En las últimas semanas Sherlock Holmes me había invitado a convertirme en su próxima víctima y Julia Roberts me había dado calabazas. Demasiadas emociones y demasiado estridentes para un cuenta-historias al que simplemente le gusta hacer de malabarista en la cocina. Necesitaba desconectar: un día de campo, oler a mata de tomate, una pizca de sol de invierno y dejar fluir las tensiones con la misma delicadeza que una bailarina de Degás. “¡Un arroz verde con minué!” -deduje- “¡Eso necesito!”. Fue pensado y hecho. A lo fallero (pensat i fet). Del brazo de la bailarina de Degás, di rienda suelta a mi imaginación y me trasladé al campo de amapolas en Argenteuil que pintó Monet y me vi, tras una buena comilona, retozando sobre la hierba, como pintó Manet. Fue así como me puse el delantal y empecé a pintar. Perdón, a cocinar.
Di tres golpes con la cuchara de madera sobre la mesa y mi orquesta de ranas y cigarras, con Pepito (Pepito Grillo) como director, empezó a hacer sonar un minueto de Bach. Minueto en G Mayor. “Chicos, a trabajar”, grité por la ventana. Desde el huerto que tengo entre las nubes más fértiles de El País de las Gastrosofías empezaron a llegar guisantes, habas, ajos tiernos, cebolletas, alcachofas, tomates…
Descolgué el teléfono y llamé a mi carrasca particular, que habita en la tierra donde los jabalíes son como mamuts. “Necesito rebollones. Sí, ya sé que no es temporada pero aquí todo es posible”. Para mi disgusto, no lo fue, aunque por arte de birli birloque los conseguí. “Conservas Caracoles Valencia. ¡Excepcionales!”. Mi carrasca me envió un ramito de romero para compensar y, por su cuenta, aparecieron en la sala de operaciones el aceite de oliva, el azafrán, la sal… ¡y un saquillo de arroz!l
Los guisantes echaron a correr hacia la paella, pero las bailarinas de Degàs, vestidas de alcachofa, intentaron impedir el paso. “¡Alto! Nosotras primero; somos más carnosas y excepcionalmente hermosas”, aseguraron ante la cara de sorpresa del resto de compañeros de fatigas. “Adelante, las damiselas primero”, aseguraron entre risas verduras y hortalizas. Ellas se deslizaron dando pasos de ballet sobre el aceite incandescente: demí coupé, pas élevé. Desde el cielo, con mi mano convertida en tormenta invernal, empezó a caer un diluvio de sal. Tras ellas saltaron las habas, pequeñas y revoltosas; los ajos, más tiernos que Mimosín, y los guisantes, que rodaban sobre la paella como los saltimbanquis del Cirque Du Soleil.

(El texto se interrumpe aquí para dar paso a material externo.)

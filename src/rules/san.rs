//! Standard algebraic notation (SAN) for generated moves.
//!
//! Parsing works by generating SAN for every legal move and matching, which
//! keeps reading and writing consistent by construction.

use crate::errors::{RulesError, RulesResult};
use crate::game_state::chess_types::*;
use crate::move_generation::legal_move_generator::{has_legal_move, GeneratedMove};
use crate::utils::algebraic::{file_char, rank_char, square_name};

/// SAN for `mv`, disambiguated against the other legal moves in `siblings`.
pub fn move_to_san(mv: &GeneratedMove, siblings: &[GeneratedMove]) -> RulesResult<String> {
    let desc = &mv.move_description;
    let mut out = String::with_capacity(8);

    if desc.is_castling() {
        out.push_str(if square_file(desc.to) == 6 { "O-O" } else { "O-O-O" });
    } else {
        match desc.moved.san_letter() {
            None => {
                if desc.is_capture() {
                    out.push(file_char(desc.from));
                }
            }
            Some(letter) => {
                out.push(letter);
                out.push_str(&disambiguation(mv, siblings));
            }
        }
        if desc.is_capture() {
            out.push('x');
        }
        out.push_str(&square_name(desc.to));
        if let Some(promo) = desc.promotion {
            out.push('=');
            out.push(promo.san_letter().unwrap_or('Q'));
        }
    }

    if mv.gives_check() {
        out.push(if has_legal_move(&mv.game_after_move)? { '+' } else { '#' });
    }
    Ok(out)
}

fn disambiguation(mv: &GeneratedMove, siblings: &[GeneratedMove]) -> String {
    let desc = &mv.move_description;
    let rivals: Vec<Square> = siblings
        .iter()
        .map(|s| &s.move_description)
        .filter(|s| s.moved == desc.moved && s.to == desc.to && s.from != desc.from)
        .map(|s| s.from)
        .collect();

    if rivals.is_empty() {
        return String::new();
    }
    if rivals.iter().all(|sq| square_file(*sq) != square_file(desc.from)) {
        return file_char(desc.from).to_string();
    }
    if rivals.iter().all(|sq| square_rank(*sq) != square_rank(desc.from)) {
        return rank_char(desc.from).to_string();
    }
    square_name(desc.from)
}

/// Strip check marks, annotation glyphs and the `=` of promotions so that
/// `e8Q`, `e8=Q+` and `e8=Q!` all compare equal.
pub fn normalize_san(san: &str) -> String {
    san.trim()
        .trim_end_matches(['+', '#', '!', '?'])
        .replace("0-0-0", "O-O-O")
        .replace("0-0", "O-O")
        .replace('=', "")
}

/// Find the legal move written as `san`.
pub fn san_to_move<'a>(san: &str, legal: &'a [GeneratedMove]) -> RulesResult<&'a GeneratedMove> {
    let wanted = normalize_san(san);
    for mv in legal {
        if normalize_san(&move_to_san(mv, legal)?) == wanted {
            return Ok(mv);
        }
    }
    Err(RulesError::InvalidNotation(san.to_owned()))
}
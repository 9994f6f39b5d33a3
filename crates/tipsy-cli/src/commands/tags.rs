use tipsy_core::editor::EntryEditor;
use tipsy_core::models::PRESET_TAGS;

use crate::cli::TagCommands;
use crate::commands::common::Session;
use crate::error::CliError;

pub fn run_tags(session: &Session, command: TagCommands) -> Result<(), CliError> {
    match command {
        TagCommands::List => {
            println!("preset  {}", PRESET_TAGS.join(", "));
            let custom = session.store.list_tags();
            if custom.is_empty() {
                println!("custom  (none)");
            } else {
                println!("custom  {}", custom.join(", "));
            }
        }
        TagCommands::Add { tag } => {
            let tag = EntryEditor::new(&session.store).add_custom_tag(&tag)?;
            println!("{tag}");
        }
    }
    Ok(())
}
pub mod account;
pub mod backup;
pub mod common;
pub mod entries;
pub mod tags;
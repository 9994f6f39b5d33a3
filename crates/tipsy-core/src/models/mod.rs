//! Data models for Tipsy

mod asset_ref;
mod entry;
mod identity;
mod remote;
mod tag;

pub use asset_ref::{is_local_path, is_remote_ref, AssetRef, REMOTE_SCHEME};
pub use entry::{DiaryEntry, EntryId};
pub use identity::UserIdentity;
pub use remote::{ProfileUpdate, RemoteEntry, RemoteUser};
pub use tag::{dedupe_tags, is_preset_tag, normalize_tag, PRESET_TAGS};
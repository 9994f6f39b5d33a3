//! Authenticated user identity

use serde::{Deserialize, Serialize};

/// The logged-in user as cached locally.
///
/// `openid` never changes for a given account and partitions every remote
/// record the user owns.
#[derive(Debug, Clone, PartialEq, Eq, Serialize, Deserialize)]
#[serde(rename_all = "camelCase")]
pub struct UserIdentity {
    pub openid: String,
    #[serde(default)]
    pub nickname: String,
    #[serde(default)]
    pub avatar_url: String,
}

impl UserIdentity {
    pub fn new(
        openid: impl Into<String>,
        nickname: impl Into<String>,
        avatar_url: impl Into<String>,
    ) -> Self {
        Self {
            openid: openid.into(),
            nickname: nickname.into(),
            avatar_url: avatar_url.into(),
        }
    }
}

#[cfg(test)]
mod tests {
    use super::*;

    #[test]
    fn cache_blob_uses_camel_case() {
        let identity = UserIdentity::new("o-1", "Ada", "cloud://b/avatar/o-1_1.jpg");
        let value = serde_json::to_value(&identity).unwrap();
        assert_eq!(value["avatarUrl"], "cloud://b/avatar/o-1_1.jpg");
    }

    #[test]
    fn missing_profile_fields_default_to_empty() {
        let identity: UserIdentity = serde_json::from_str(r#"{"openid":"o-2"}"#).unwrap();
        assert_eq!(identity.nickname, "");
        assert_eq!(identity.avatar_url, "");
    }
}
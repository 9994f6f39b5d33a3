//! Home timeline: entries grouped by day, profile statistics and the
//! remembered scroll position.

use std::sync::Arc;

use chrono::{DateTime, Local, NaiveDate, TimeZone};
use serde::{Deserialize, Serialize};

use crate::db::{BlobStore, VIEW_STATE_KEY};
use crate::models::DiaryEntry;
use crate::store::write_value;
use crate::util::{calculate_month_days, now_millis};
use crate::Result;

/// How long a saved view state stays valid, in milliseconds.
pub const VIEW_STATE_TTL_MS: i64 = 30 * 60 * 1000;

/// Entries recorded on one local calendar day.
#[derive(Debug, Clone, PartialEq)]
pub struct DayGroup {
    pub date: NaiveDate,
    /// `MM.DD`
    pub label: String,
    pub entries: Vec<DiaryEntry>,
}

/// Group entries by local calendar day, newest day first.
pub fn group_by_day(entries: &[DiaryEntry]) -> Vec<DayGroup> {
    group_by_day_in(entries, &Local)
}

/// [`group_by_day`] in an explicit timezone.
///
/// Entries whose `createTime` cannot be placed on a calendar are skipped.
pub fn group_by_day_in<Tz: TimeZone>(entries: &[DiaryEntry], tz: &Tz) -> Vec<DayGroup> {
    let mut sorted: Vec<&DiaryEntry> = entries.iter().collect();
    sorted.sort_by(|a, b| b.create_time.cmp(&a.create_time));

    let mut groups: Vec<DayGroup> = Vec::new();
    for entry in sorted {
        let Some(at) = tz.timestamp_millis_opt(entry.create_time).single() else {
            tracing::debug!("Skipping entry {} without a usable createTime", entry.id);
            continue;
        };
        let date = at.date_naive();
        match groups.last_mut() {
            Some(group) if group.date == date => group.entries.push(entry.clone()),
            _ => groups.push(DayGroup {
                date,
                label: date.format("%m.%d").to_string(),
                entries: vec![entry.clone()],
            }),
        }
    }
    groups
}

/// Numbers shown on the profile page.
#[derive(Debug, Clone, Copy, PartialEq, Serialize)]
#[serde(rename_all = "camelCase")]
pub struct JournalStats {
    pub total_notes: usize,
    pub total_spent: f64,
    /// Distinct days with an entry in the current month
    pub month_days: usize,
}

impl JournalStats {
    pub fn from_entries<Tz: TimeZone>(entries: &[DiaryEntry], now: &DateTime<Tz>) -> Self {
        let total_spent = entries
            .iter()
            .filter_map(|entry| entry.price)
            .filter(|price| price.is_finite())
            .sum();
        Self {
            total_notes: entries.len(),
            total_spent,
            month_days: calculate_month_days(entries, now),
        }
    }
}

/// Remembered position on the home timeline.
#[derive(Debug, Clone, PartialEq, Eq, Serialize, Deserialize)]
#[serde(rename_all = "camelCase")]
pub struct ViewState {
    #[serde(default)]
    pub active_group_index: usize,
    /// Selected card per group, by group index
    #[serde(default)]
    pub active_card_indices: Vec<usize>,
    /// When the state was saved (Unix ms)
    #[serde(default)]
    pub timestamp: i64,
}

impl ViewState {
    pub fn new(active_group_index: usize, active_card_indices: Vec<usize>) -> Self {
        Self {
            active_group_index,
            active_card_indices,
            timestamp: now_millis(),
        }
    }

    pub const fn is_fresh(&self, now_ms: i64) -> bool {
        now_ms >= self.timestamp && now_ms - self.timestamp < VIEW_STATE_TTL_MS
    }

    /// Fit the indices to `groups`, padding missing card slots with 0.
    fn clamp_to(mut self, groups: &[DayGroup]) -> Option<Self> {
        if groups.is_empty() {
            return None;
        }
        self.active_group_index = self.active_group_index.min(groups.len() - 1);
        self.active_card_indices = groups
            .iter()
            .enumerate()
            .map(|(index, group)| {
                let card = self.active_card_indices.get(index).copied().unwrap_or(0);
                card.min(group.entries.len().saturating_sub(1))
            })
            .collect();
        Some(self)
    }
}

/// Persists [`ViewState`] under `home_view_state`.
pub struct ViewStateStore {
    blobs: Arc<dyn BlobStore>,
}

impl ViewStateStore {
    pub fn new(blobs: Arc<dyn BlobStore>) -> Self {
        Self { blobs }
    }

    pub fn save(&self, state: &ViewState) -> Result<()> {
        write_value(self.blobs.as_ref(), VIEW_STATE_KEY, state)
    }

    /// Saved state if it is recent and `groups` is not empty.
    pub fn restore(&self, groups: &[DayGroup]) -> Option<ViewState> {
        self.restore_at(groups, now_millis())
    }

    pub fn restore_at(&self, groups: &[DayGroup], now_ms: i64) -> Option<ViewState> {
        let raw = match self.blobs.get(VIEW_STATE_KEY) {
            Ok(raw) => raw?,
            Err(error) => {
                tracing::warn!("Failed to read view state: {error}");
                return None;
            }
        };
        let state: ViewState = match serde_json::from_str(&raw) {
            Ok(state) => state,
            Err(error) => {
                tracing::warn!("Ignoring malformed view state: {error}");
                return None;
            }
        };
        if !state.is_fresh(now_ms) {
            tracing::debug!("View state from {} has expired", state.timestamp);
            return None;
        }
        state.clamp_to(groups)
    }
}
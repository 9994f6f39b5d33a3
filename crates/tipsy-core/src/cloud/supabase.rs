//! Supabase PostgREST adapter for the entry collection and the user registry.

use async_trait::async_trait;
use reqwest::{Client, RequestBuilder, Response, StatusCode};
use serde::de::DeserializeOwned;
use serde::Deserialize;

use crate::models::{ProfileUpdate, RemoteEntry, RemoteUser};
use crate::util::{compact_text, generate_id, is_http_url};
use crate::{Error, Result};

use super::{EntryCollection, UserRegistry};

const ENTRIES_TABLE: &str = "drinking_notes";
const USERS_TABLE: &str = "users";
const PAGE_SIZE: usize = 500;

/// PostgREST client over the two backup tables.
#[derive(Clone)]
pub struct SupabaseStore {
    rest_url: String,
    anon_key: String,
    client: Client,
}

impl std::fmt::Debug for SupabaseStore {
    fn fmt(&self, formatter: &mut std::fmt::Formatter<'_>) -> std::fmt::Result {
        formatter
            .debug_struct("SupabaseStore")
            .field("rest_url", &self.rest_url)
            .field("anon_key", &"[REDACTED]")
            .finish_non_exhaustive()
    }
}

impl SupabaseStore {
    pub fn new(url: impl AsRef<str>, anon_key: impl Into<String>) -> Result<Self> {
        let rest_url = normalize_rest_url(url.as_ref())?;
        let anon_key = anon_key.into().trim().to_string();
        if anon_key.is_empty() {
            return Err(Error::InvalidConfig(
                "Supabase anon key must not be empty".to_string(),
            ));
        }

        Ok(Self {
            rest_url,
            anon_key,
            client: Client::builder().build()?,
        })
    }

    fn table_url(&self, table: &str, filters: &[(&str, &str)]) -> String {
        let query = filters
            .iter()
            .map(|(column, value)| format!("{column}=eq.{}", urlencoding::encode(value)))
            .collect::<Vec<_>>()
            .join("&");
        if query.is_empty() {
            format!("{}/{table}", self.rest_url)
        } else {
            format!("{}/{table}?{query}", self.rest_url)
        }
    }

    fn authorized(&self, request: RequestBuilder) -> RequestBuilder {
        request
            .header("apikey", &self.anon_key)
            .header("Authorization", format!("Bearer {}", self.anon_key))
            .header("Accept", "application/json")
    }

    async fn fetch<T: DeserializeOwned>(&self, url: String) -> Result<Vec<T>> {
        let response = self.authorized(self.client.get(url)).send().await?;
        Ok(check(response).await?.json::<Vec<T>>().await?)
    }

    async fn patch(&self, url: String, body: &impl serde::Serialize) -> Result<()> {
        let response = self
            .authorized(self.client.patch(url))
            .header("Prefer", "return=minimal")
            .json(body)
            .send()
            .await?;
        check(response).await?;
        Ok(())
    }
}

/// One page of an owner query. `_id` breaks `createTime` ties so offsets
/// stay stable across pages.
fn page_url(base: &str, offset: usize) -> String {
    format!("{base}&order=createTime.desc,_id.asc&limit={PAGE_SIZE}&offset={offset}")
}

#[async_trait]
impl EntryCollection for SupabaseStore {
    async fn query(&self, owner: &str) -> Result<Vec<RemoteEntry>> {
        let base = self.table_url(ENTRIES_TABLE, &[("_openid", owner)]);
        let mut entries = Vec::new();
        loop {
            let page: Vec<RemoteEntry> = self.fetch(page_url(&base, entries.len())).await?;
            let done = page.len() < PAGE_SIZE;
            entries.extend(page);
            if done {
                break;
            }
        }
        tracing::debug!("Fetched {} remote entries", entries.len());
        Ok(entries)
    }

    async fn find(&self, owner: &str, note_id: &str) -> Result<Option<RemoteEntry>> {
        let url = format!(
            "{}&limit=1",
            self.table_url(ENTRIES_TABLE, &[("_openid", owner), ("noteId", note_id)])
        );
        let rows: Vec<RemoteEntry> = self.fetch(url).await?;
        Ok(rows.into_iter().next())
    }

    async fn insert(&self, entry: &RemoteEntry) -> Result<String> {
        let mut entry = entry.clone();
        let doc_id = entry.doc_id.get_or_insert_with(generate_id).clone();

        let response = self
            .authorized(self.client.post(self.table_url(ENTRIES_TABLE, &[])))
            .header("Prefer", "return=minimal")
            .json(&entry)
            .send()
            .await?;
        check(response).await?;
        Ok(doc_id)
    }

    async fn update(&self, doc_id: &str, entry: &RemoteEntry) -> Result<()> {
        let mut entry = entry.clone();
        entry.doc_id = None;
        entry.created_at = None;
        self.patch(self.table_url(ENTRIES_TABLE, &[("_id", doc_id)]), &entry)
            .await
    }

    async fn delete(&self, doc_id: &str) -> Result<()> {
        let response = self
            .authorized(
                self.client
                    .delete(self.table_url(ENTRIES_TABLE, &[("_id", doc_id)])),
            )
            .send()
            .await?;
        check(response).await?;
        Ok(())
    }
}

#[async_trait]
impl UserRegistry for SupabaseStore {
    async fn get(&self, openid: &str) -> Result<Option<RemoteUser>> {
        let url = format!("{}&limit=1", self.table_url(USERS_TABLE, &[("_id", openid)]));
        let rows: Vec<RemoteUser> = self.fetch(url).await?;
        Ok(rows.into_iter().next())
    }

    async fn create(&self, user: &RemoteUser) -> Result<()> {
        let response = self
            .authorized(self.client.post(self.table_url(USERS_TABLE, &[])))
            .header("Prefer", "return=minimal")
            .json(user)
            .send()
            .await?;
        if response.status() == StatusCode::CONFLICT {
            return Err(Error::Conflict(format!("user {} already exists", user.openid)));
        }
        check(response).await?;
        Ok(())
    }

    async fn update_profile(&self, openid: &str, update: &ProfileUpdate) -> Result<()> {
        self.patch(self.table_url(USERS_TABLE, &[("_id", openid)]), update)
            .await
    }

    async fn set_last_backup(&self, openid: &str, at: Option<i64>) -> Result<()> {
        self.patch(
            self.table_url(USERS_TABLE, &[("_id", openid)]),
            &serde_json::json!({ "lastBackupAt": at }),
        )
        .await
    }
}

async fn check(response: Response) -> Result<Response> {
    if response.status().is_success() {
        return Ok(response);
    }
    let status = response.status();
    let body = response.text().await.unwrap_or_default();
    Err(Error::Remote(parse_api_error(status, &body)))
}

#[derive(Debug, Deserialize)]
struct PostgrestErrorResponse {
    message: Option<String>,
    details: Option<String>,
    hint: Option<String>,
}

fn parse_api_error(status: StatusCode, body: &str) -> String {
    if let Ok(payload) = serde_json::from_str::<PostgrestErrorResponse>(body) {
        if let Some(message) = payload.message.or(payload.details).or(payload.hint) {
            return format!("{} ({})", compact_text(&message), status.as_u16());
        }
    }

    let trimmed = compact_text(body);
    if trimmed.is_empty() {
        format!("HTTP {}", status.as_u16())
    } else {
        format!("{} ({})", trimmed, status.as_u16())
    }
}

fn normalize_rest_url(url: &str) -> Result<String> {
    let trimmed = url.trim().trim_end_matches('/');
    if trimmed.is_empty() {
        return Err(Error::InvalidConfig(
            "Supabase URL must not be empty".to_string(),
        ));
    }
    if !is_http_url(trimmed) {
        return Err(Error::InvalidConfig(
            "Supabase URL must include http:// or https://".to_string(),
        ));
    }
    if trimmed.ends_with("/rest/v1") {
        Ok(trimmed.to_string())
    } else {
        Ok(format!("{trimmed}/rest/v1"))
    }
}

#[cfg(test)]
mod tests {
    use super::*;
    use crate::models::DiaryEntry;
    use crate::util::now_millis;

    #[test]
    fn normalize_rest_url_appends_rest_path() {
        assert_eq!(
            normalize_rest_url("https://project.supabase.co/").unwrap(),
            "https://project.supabase.co/rest/v1"
        );
    }

    #[test]
    fn normalize_rest_url_keeps_existing_rest_path() {
        assert_eq!(
            normalize_rest_url("https://project.supabase.co/rest/v1").unwrap(),
            "https://project.supabase.co/rest/v1"
        );
        assert!(normalize_rest_url("project.supabase.co").is_err());
    }

    #[test]
    fn table_url_encodes_filter_values() {
        let store = SupabaseStore::new("https://project.supabase.co", "anon").unwrap();
        assert_eq!(
            store.table_url(ENTRIES_TABLE, &[("_openid", "o 1"), ("noteId", "n&1")]),
            "https://project.supabase.co/rest/v1/drinking_notes?_openid=eq.o%201&noteId=eq.n%261"
        );
    }

    #[test]
    fn page_url_orders_with_id_tiebreaker() {
        assert_eq!(
            page_url("https://p.supabase.co/rest/v1/drinking_notes?_openid=eq.o", 500),
            "https://p.supabase.co/rest/v1/drinking_notes?_openid=eq.o\
             &order=createTime.desc,_id.asc&limit=500&offset=500"
        );
    }

    #[test]
    fn store_debug_redacts_anon_key() {
        let store = SupabaseStore::new("https://project.supabase.co", "anon-secret").unwrap();
        assert!(!format!("{store:?}").contains("anon-secret"));
    }

    #[test]
    fn parse_api_error_prefers_message() {
        let body = r#"{"message":"duplicate key value","code":"23505"}"#;
        assert_eq!(
            parse_api_error(StatusCode::CONFLICT, body),
            "duplicate key value (409)"
        );
        assert_eq!(parse_api_error(StatusCode::BAD_GATEWAY, ""), "HTTP 502");
    }

    #[tokio::test(flavor = "multi_thread")]
    #[ignore = "Requires TIPSY_SUPABASE_URL and TIPSY_SUPABASE_ANON_KEY plus network access"]
    async fn live_entry_upsert_roundtrip() {
        let _ = dotenvy::dotenv();
        let url = std::env::var("TIPSY_SUPABASE_URL").expect("TIPSY_SUPABASE_URL must be set");
        let key =
            std::env::var("TIPSY_SUPABASE_ANON_KEY").expect("TIPSY_SUPABASE_ANON_KEY must be set");
        let store = SupabaseStore::new(url, key).unwrap();

        let owner = format!("integration-{}", now_millis());
        let entry = DiaryEntry::new("Integration Sour", 4);
        let remote = RemoteEntry::from_local(&entry, &owner, None);
        let doc_id = store.insert(&remote).await.unwrap();

        let found = store
            .find(&owner, entry.id.as_str())
            .await
            .unwrap()
            .expect("inserted entry should be found");
        assert_eq!(found.doc_id.as_deref(), Some(doc_id.as_str()));

        store.delete(&doc_id).await.unwrap();
        assert!(store.query(&owner).await.unwrap().is_empty());
    }
}
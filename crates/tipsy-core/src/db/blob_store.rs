//! Keyed blob storage

use std::path::Path;
use std::sync::Arc;

use parking_lot::Mutex;
use rusqlite::{params, OptionalExtension, TransactionBehavior};

use crate::error::Result;
use crate::util::now_millis;

use super::Database;

/// Blob key of the entry collection
pub const ENTRIES_KEY: &str = "drinking_diary_logs";
/// Blob key of the custom tag registry
pub const TAGS_KEY: &str = "drinking_diary_tags";
/// Blob key of the cached identity
pub const IDENTITY_KEY: &str = "user_info";
/// Blob key of the home view state
pub const VIEW_STATE_KEY: &str = "home_view_state";

/// Trait for whole-value storage under string keys
pub trait BlobStore: Send + Sync {
    /// Read the value stored under `key`
    fn get(&self, key: &str) -> Result<Option<String>>;

    /// Overwrite the value stored under `key`
    fn put(&self, key: &str, value: &str) -> Result<()>;

    /// Remove `key`; absent keys are not an error
    fn remove(&self, key: &str) -> Result<()>;

    /// Read-modify-write `key`.
    ///
    /// `apply` receives the current value and returns the replacement, or
    /// `None` to leave it alone. Errors from `apply` abort without writing.
    /// The default is a plain get-then-put; stores shared between processes
    /// override it with a real transaction.
    fn update(
        &self,
        key: &str,
        apply: &mut dyn FnMut(Option<String>) -> Result<Option<String>>,
    ) -> Result<()> {
        if let Some(next) = apply(self.get(key)?)? {
            self.put(key, &next)?;
        }
        Ok(())
    }
}

const UPSERT_SQL: &str = "INSERT INTO blobs (key, value, updated_at) VALUES (?1, ?2, ?3)
     ON CONFLICT(key) DO UPDATE SET value = excluded.value, updated_at = excluded.updated_at";
const SELECT_SQL: &str = "SELECT value FROM blobs WHERE key = ?1";

/// `SQLite` implementation of `BlobStore`
#[derive(Clone)]
pub struct SqliteBlobStore {
    db: Arc<Mutex<Database>>,
}

impl SqliteBlobStore {
    pub fn new(db: Database) -> Self {
        Self {
            db: Arc::new(Mutex::new(db)),
        }
    }

    /// Open the blob store in the database file at `path`.
    pub fn open(path: impl AsRef<Path>) -> Result<Self> {
        Ok(Self::new(Database::open(path)?))
    }

    /// Open an in-memory blob store (primarily for tests).
    pub fn open_in_memory() -> Result<Self> {
        Ok(Self::new(Database::open_in_memory()?))
    }
}

impl BlobStore for SqliteBlobStore {
    fn get(&self, key: &str) -> Result<Option<String>> {
        let db = self.db.lock();
        let value = db
            .connection()
            .query_row(SELECT_SQL, params![key], |row| row.get(0))
            .optional()?;
        Ok(value)
    }

    fn put(&self, key: &str, value: &str) -> Result<()> {
        let db = self.db.lock();
        db.connection()
            .execute(UPSERT_SQL, params![key, value, now_millis()])?;
        Ok(())
    }

    fn remove(&self, key: &str) -> Result<()> {
        let db = self.db.lock();
        db.connection()
            .execute("DELETE FROM blobs WHERE key = ?1", params![key])?;
        Ok(())
    }

    /// Runs under `BEGIN IMMEDIATE`, so writers in other processes queue on
    /// the database lock instead of overwriting each other.
    fn update(
        &self,
        key: &str,
        apply: &mut dyn FnMut(Option<String>) -> Result<Option<String>>,
    ) -> Result<()> {
        let mut db = self.db.lock();
        let tx = db
            .connection_mut()
            .transaction_with_behavior(TransactionBehavior::Immediate)?;
        let current = tx
            .query_row(SELECT_SQL, params![key], |row| row.get(0))
            .optional()?;
        if let Some(next) = apply(current)? {
            tx.execute(UPSERT_SQL, params![key, next, now_millis()])?;
        }
        tx.commit()?;
        Ok(())
    }
}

En mitad de la fiesta, llegó el momento de la diversión. Un buen tomate maduro, triturado con ajito y perejil, hizo la delicia de guisantes y habas. Como la Tomatina de Buñol. Y volvió a nevar sal, y el calor del roce les hizo sudar, y la paella se convirtió en una gran bacanal de colores, sabores, aromas… Fue entonces cuando llegaron ellos: los condeduques de la montaña. Un reducido número de rebollones que aterrizaron sobre la paella ante la expectación del resto de la corte. Hubo reverencias y la orquesta volvió a tocar un minué. Fue entonces, en mitad del baile, cuando el diluvio universal se apoderó de todos ellos, y el fuego cobró intensidad, y la fiesta se tiñó de azafrán, y empezaron juntos, todos a una, a dejarse llevar por un fino borboteo. “¡Borboteo general!”, gritaban.
Nació así un caldo espectacular, con sabores a huerta y a montaña, al que después, un buen puñado de minutos después, se sumó la estrella del espectáculo. Su majetad imperial el Arroz. Busqué el punto de sal y cuando todo iba rodado, culminé la obra con una sauna total: paella al horno para el final con una ramita del romero. Un tiempo después, con las cigarras tocando ahora un adagio muy ceremonial, el arroz y su corte real se pusieron a reposar. Y cuando el vapor que desprendía se perdió entre la nada de mi cocina, descubrí sobre la paella, a las bailarinas de Degás en los brazos de los nobles del rebollón. Juntos de por vida entre la magia pertendida de un arroz impresionante. Perdón, debería decir impresionista. Una paella verde al minué que parecía hecha con el aliento del genio de Manet.